[[ GIVEN RECORDS, beginning ]]

use std::cmp::min;
use bytes::Bytes;
use tracing::{trace, warn};
use crate::proto::proto_header::{FrameType, ProtoHeader, PROTO_HEADER_SIZE, PROTO_MAX_FRAME_DATA_SIZE, PROTO_MAX_FRAME_SIZE};
use crate::util::safe_converter::{PrecheckedCast, SafeCast};

#[derive(Debug, Clone, Copy, Eq, PartialEq)]
pub enum DecodeStatus {
    /// a complete logical packet or control frame was decoded into the result
    Ok,
    /// all of the input was consumed without completing a packet
    Incomplete,
    /// The stream is corrupt. There is no resynchronization, the connection must be dropped.
    Invalid,
}

#[derive(Debug, Clone, Default)]
pub struct DecodeResult {
    /// Number of input bytes consumed by the call, whatever its status. The caller advances its
    ///  read position by exactly this and calls `decode` again for the rest.
    pub decoded_size: usize,
    pub frame_type: Option<FrameType>,
    pub channel_id: u32,
    pub packet_id: u32,
    /// the reassembled packet for DATA, empty for control frames
    pub data: Bytes,
}

/// Incremental decoder for one connection's byte stream.
///
/// Bytes are gathered into a frame buffer until a complete frame is present. DATA frames are
///  fragments of a logical packet of `total_size` bytes, and their payloads are accumulated
///  until the packet is complete. Control frames are self-contained.
pub struct ProtoDecoder {
    cur_frame: Box<[u8; PROTO_MAX_FRAME_SIZE]>,
    cur_frame_size: usize,
    accum: Vec<u8>,
    total_data_size: usize,
    accumulated_size: usize,
}

impl Default for ProtoDecoder {
    fn default() -> Self {
        ProtoDecoder::new()
    }
}

impl ProtoDecoder {
    pub fn new() -> ProtoDecoder {
        ProtoDecoder {
            cur_frame: Box::new([0; PROTO_MAX_FRAME_SIZE]),
            cur_frame_size: 0,
            accum: Vec::new(),
            total_data_size: 0,
            accumulated_size: 0,
        }
    }

    pub fn decode(&mut self, buf: &[u8], result: &mut DecodeResult) -> DecodeStatus {
        *result = DecodeResult::default();

        let mut consumed = 0;
        if self.cur_frame_size < PROTO_HEADER_SIZE {
            consumed = self.gather(buf, PROTO_HEADER_SIZE);
            if self.cur_frame_size < PROTO_HEADER_SIZE {
                result.decoded_size = consumed;
                return DecodeStatus::Incomplete;
            }
        }

        let header = self.cur_header();
        if !header.is_valid() {
            warn!("invalid frame header {:?}", header);
            result.decoded_size = consumed;
            return DecodeStatus::Invalid;
        }

        let frame_size: usize = header.frame_size.safe_cast();
        consumed += self.gather(&buf[consumed..], frame_size);
        result.decoded_size = consumed;
        if self.cur_frame_size < frame_size {
            return DecodeStatus::Incomplete;
        }
        self.cur_frame_size = 0;

        let Some(frame_type) = header.typ() else {
            return DecodeStatus::Invalid;
        };
        trace!("decoded {:?} frame: channel {}, packet {}, {} bytes", frame_type, header.channel_id, header.packet_id, frame_size);

        if frame_type.is_control() {
            result.frame_type = Some(frame_type);
            result.channel_id = header.channel_id;
            result.packet_id = header.packet_id;
            return DecodeStatus::Ok;
        }

        if self.total_data_size == 0 {
            if header.total_size == 0 {
                warn!("data frame for an empty packet");
                return DecodeStatus::Invalid;
            }
            self.total_data_size = header.total_size.safe_cast();
            self.accumulated_size = 0;
            self.accum.clear();
            // total_size is untrusted, the buffer grows with the fragments that actually arrive
            self.accum.reserve(min(self.total_data_size, PROTO_MAX_FRAME_DATA_SIZE));
        }

        let fragment = &self.cur_frame[PROTO_HEADER_SIZE..frame_size];
        if self.accumulated_size + fragment.len() > self.total_data_size {
            warn!("data frame exceeds its packet's total size of {}", self.total_data_size);
            return DecodeStatus::Invalid;
        }
        self.accum.extend_from_slice(fragment);
        self.accumulated_size += fragment.len();

        if self.accumulated_size < self.total_data_size {
            return DecodeStatus::Incomplete;
        }

        result.frame_type = Some(FrameType::Data);
        result.channel_id = header.channel_id;
        result.packet_id = header.packet_id;
        result.data = Bytes::from(std::mem::take(&mut self.accum));
        self.total_data_size = 0;
        self.accumulated_size = 0;
        DecodeStatus::Ok
    }

    /// copies from `buf` until the frame buffer holds `target` bytes, returning the number of bytes copied
    fn gather(&mut self, buf: &[u8], target: usize) -> usize {
        let n = min(target - self.cur_frame_size, buf.len());
        self.cur_frame[self.cur_frame_size..self.cur_frame_size + n].copy_from_slice(&buf[..n]);
        self.cur_frame_size += n;
        n
    }

    fn cur_header(&self) -> ProtoHeader {
        let mut b: &[u8] = &self.cur_frame[..PROTO_HEADER_SIZE];
        ProtoHeader::deser(&mut b)
            .expect("frame buffer holds a complete header")
    }

    /// Fills `header` for the next frame of a packet of `total_size` bytes of which `sent_size`
    ///  were already sent, returning the number of payload bytes that go into this frame.
    pub fn encode_data_frame(header: &mut ProtoHeader, channel_id: u32, packet_id: u32, total_size: usize, sent_size: usize) -> usize {
        debug_assert!(sent_size < total_size);
        let chunk = min(total_size - sent_size, PROTO_MAX_FRAME_DATA_SIZE);

        *header = ProtoHeader {
            frame_size: (PROTO_HEADER_SIZE + chunk).prechecked_cast(),
            frame_type: FrameType::Data.into(),
            channel_id,
            packet_id,
            total_size: total_size.prechecked_cast(),
        };
        chunk
    }

    pub fn encode_control_frame(header: &mut ProtoHeader, frame_type: FrameType, channel_id: u32, packet_id: u32) {
        debug_assert!(frame_type.is_control());
        *header = ProtoHeader {
            frame_size: PROTO_HEADER_SIZE.prechecked_cast(),
            frame_type: frame_type.into(),
            channel_id,
            packet_id,
            total_size: 0,
        };
    }
}


#[cfg(test)]
mod tests {
    use super::*;
    use bytes::BufMut;
    use rstest::rstest;

    fn encode_packet(channel_id: u32, packet_id: u32, data: &[u8], out: &mut Vec<u8>) -> usize {
        let mut sent = 0;
        let mut num_frames = 0;
        while sent < data.len() {
            let mut header = ProtoHeader::default();
            let chunk = ProtoDecoder::encode_data_frame(&mut header, channel_id, packet_id, data.len(), sent);
            header.ser(out);
            out.put_slice(&data[sent..sent+chunk]);
            sent += chunk;
            num_frames += 1;
        }
        num_frames
    }

    fn encode_control(frame_type: FrameType, channel_id: u32, packet_id: u32, out: &mut Vec<u8>) {
        let mut header = ProtoHeader::default();
        ProtoDecoder::encode_control_frame(&mut header, frame_type, channel_id, packet_id);
        header.ser(out);
    }

    #[derive(Debug, PartialEq)]
    struct Decoded {
        frame_type: FrameType,
        channel_id: u32,
        packet_id: u32,
        data: Vec<u8>,
    }

    fn decode_all(stream: &[u8], chunk_size: usize) -> Vec<Decoded> {
        let mut decoder = ProtoDecoder::new();
        let mut decoded = Vec::new();

        for chunk in stream.chunks(chunk_size) {
            let mut pos = 0;
            while pos < chunk.len() {
                let mut result = DecodeResult::default();
                let status = decoder.decode(&chunk[pos..], &mut result);
                assert!(result.decoded_size > 0);
                pos += result.decoded_size;

                match status {
                    DecodeStatus::Ok => decoded.push(Decoded {
                        frame_type: result.frame_type.unwrap(),
                        channel_id: result.channel_id,
                        packet_id: result.packet_id,
                        data: result.data.to_vec(),
                    }),
                    DecodeStatus::Incomplete => {}
                    DecodeStatus::Invalid => panic!("invalid stream"),
                }
            }
        }
        decoded
    }

    fn payload(len: usize) -> Vec<u8> {
        (0..len).map(|i| (i % 251) as u8).collect()
    }

    #[rstest]
    #[case::one_byte(1, 1)]
    #[case::max_single_frame(PROTO_MAX_FRAME_DATA_SIZE, 1)]
    #[case::just_over_one_frame(PROTO_MAX_FRAME_DATA_SIZE + 1, 2)]
    #[case::several_frames(3*PROTO_MAX_FRAME_DATA_SIZE + 17, 4)]
    fn test_frame_count(#[case] len: usize, #[case] expected_frames: usize) {
        let mut stream = Vec::new();
        assert_eq!(encode_packet(1, 2, &payload(len), &mut stream), expected_frames);
        assert_eq!(stream.len(), len + expected_frames * PROTO_HEADER_SIZE);
    }

    #[rstest]
    #[case::single_call(usize::MAX)]
    #[case::one_byte_at_a_time(1)]
    #[case::partial_header(7)]
    #[case::header_size(PROTO_HEADER_SIZE)]
    #[case::odd(1001)]
    #[case::frame_size(PROTO_MAX_FRAME_SIZE)]
    #[case::frame_size_plus_one(PROTO_MAX_FRAME_SIZE + 1)]
    fn test_chunking_invariance(#[case] chunk_size: usize) {
        let mut stream = Vec::new();
        encode_control(FrameType::ChannelQuery, 5, 0, &mut stream);
        encode_packet(5, 100, &payload(10), &mut stream);
        encode_control(FrameType::Ping, 0, 0, &mut stream);
        encode_packet(5, 101, &payload(2*PROTO_MAX_FRAME_DATA_SIZE + 3), &mut stream);
        encode_control(FrameType::DeliveryAck, 5, 100, &mut stream);
        encode_packet(7, 102, &payload(1), &mut stream);

        let decoded = decode_all(&stream, chunk_size);

        assert_eq!(decoded, vec![
            Decoded { frame_type: FrameType::ChannelQuery, channel_id: 5, packet_id: 0, data: vec![] },
            Decoded { frame_type: FrameType::Data, channel_id: 5, packet_id: 100, data: payload(10) },
            Decoded { frame_type: FrameType::Ping, channel_id: 0, packet_id: 0, data: vec![] },
            Decoded { frame_type: FrameType::Data, channel_id: 5, packet_id: 101, data: payload(2*PROTO_MAX_FRAME_DATA_SIZE + 3) },
            Decoded { frame_type: FrameType::DeliveryAck, channel_id: 5, packet_id: 100, data: vec![] },
            Decoded { frame_type: FrameType::Data, channel_id: 7, packet_id: 102, data: payload(1) },
        ]);
    }

    #[test]
    fn test_control_frame_in_single_call() {
        let mut stream = Vec::new();
        encode_control(FrameType::Ping, 0, 0, &mut stream);
        encode_control(FrameType::Pong, 0, 0, &mut stream);

        let mut decoder = ProtoDecoder::new();
        let mut result = DecodeResult::default();
        assert_eq!(decoder.decode(&stream, &mut result), DecodeStatus::Ok);
        assert_eq!(result.decoded_size, PROTO_HEADER_SIZE);
        assert_eq!(result.frame_type, Some(FrameType::Ping));
        assert!(result.data.is_empty());

        assert_eq!(decoder.decode(&stream[PROTO_HEADER_SIZE..], &mut result), DecodeStatus::Ok);
        assert_eq!(result.decoded_size, PROTO_HEADER_SIZE);
        assert_eq!(result.frame_type, Some(FrameType::Pong));
    }

    #[test]
    fn test_packet_boundary_inside_one_read() {
        let mut stream = Vec::new();
        encode_packet(1, 1, b"abc", &mut stream);
        encode_packet(1, 2, b"defg", &mut stream);

        let mut decoder = ProtoDecoder::new();
        let mut result = DecodeResult::default();
        assert_eq!(decoder.decode(&stream, &mut result), DecodeStatus::Ok);
        assert_eq!(result.decoded_size, PROTO_HEADER_SIZE + 3);
        assert_eq!(&result.data[..], b"abc");

        assert_eq!(decoder.decode(&stream[result.decoded_size..], &mut result), DecodeStatus::Ok);
        assert_eq!(&result.data[..], b"defg");
        assert_eq!(result.packet_id, 2);
    }

    #[rstest]
    #[case::frame_size_too_small(ProtoHeader { frame_size: 15, frame_type: 4, ..Default::default() })]
    #[case::frame_size_zero(ProtoHeader { frame_size: 0, frame_type: 0, ..Default::default() })]
    #[case::frame_type_too_big(ProtoHeader { frame_size: 16, frame_type: 7, ..Default::default() })]
    #[case::frame_type_max(ProtoHeader { frame_size: 16, frame_type: u16::MAX, ..Default::default() })]
    #[case::empty_packet(ProtoHeader { frame_size: 16, frame_type: 0, total_size: 0, ..Default::default() })]
    #[case::fragment_exceeds_total(ProtoHeader { frame_size: 20, frame_type: 0, total_size: 3, ..Default::default() })]
    fn test_invalid_header(#[case] header: ProtoHeader) {
        let mut stream = Vec::new();
        header.ser(&mut stream);
        stream.extend_from_slice(&[0u8; 8]);

        let mut decoder = ProtoDecoder::new();
        let mut result = DecodeResult::default();
        assert_eq!(decoder.decode(&stream, &mut result), DecodeStatus::Invalid);
        assert!(result.decoded_size <= stream.len());
    }

    #[test]
    fn test_incomplete_reports_consumed_bytes() {
        let mut stream = Vec::new();
        encode_packet(3, 4, &payload(100), &mut stream);

        let mut decoder = ProtoDecoder::new();
        let mut result = DecodeResult::default();
        assert_eq!(decoder.decode(&stream[..10], &mut result), DecodeStatus::Incomplete);
        assert_eq!(result.decoded_size, 10);
        assert_eq!(decoder.decode(&stream[10..50], &mut result), DecodeStatus::Incomplete);
        assert_eq!(result.decoded_size, 40);
        assert_eq!(decoder.decode(&stream[50..], &mut result), DecodeStatus::Ok);
        assert_eq!(result.decoded_size, stream.len() - 50);
        assert_eq!(result.data.to_vec(), payload(100));
    }

    #[test]
    fn test_huge_total_size_does_not_preallocate() {
        let mut stream = Vec::new();
        ProtoHeader { frame_size: 17, frame_type: 0, channel_id: 1, packet_id: 1, total_size: u32::MAX }.ser(&mut stream);
        stream.put_u8(42);

        let mut decoder = ProtoDecoder::new();
        let mut result = DecodeResult::default();
        assert_eq!(decoder.decode(&stream, &mut result), DecodeStatus::Incomplete);
        assert_eq!(result.decoded_size, 17);
        assert!(decoder.accum.capacity() <= PROTO_MAX_FRAME_DATA_SIZE);
        assert_eq!(decoder.accum, vec![42]);
    }
}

[[ GIVEN RECORDS, end ]]

• _WORK TASK_
Your task is to say how many lines in the entries above contain the word "Some". Please write only the number.

• _RESULT OF THE TASK_
5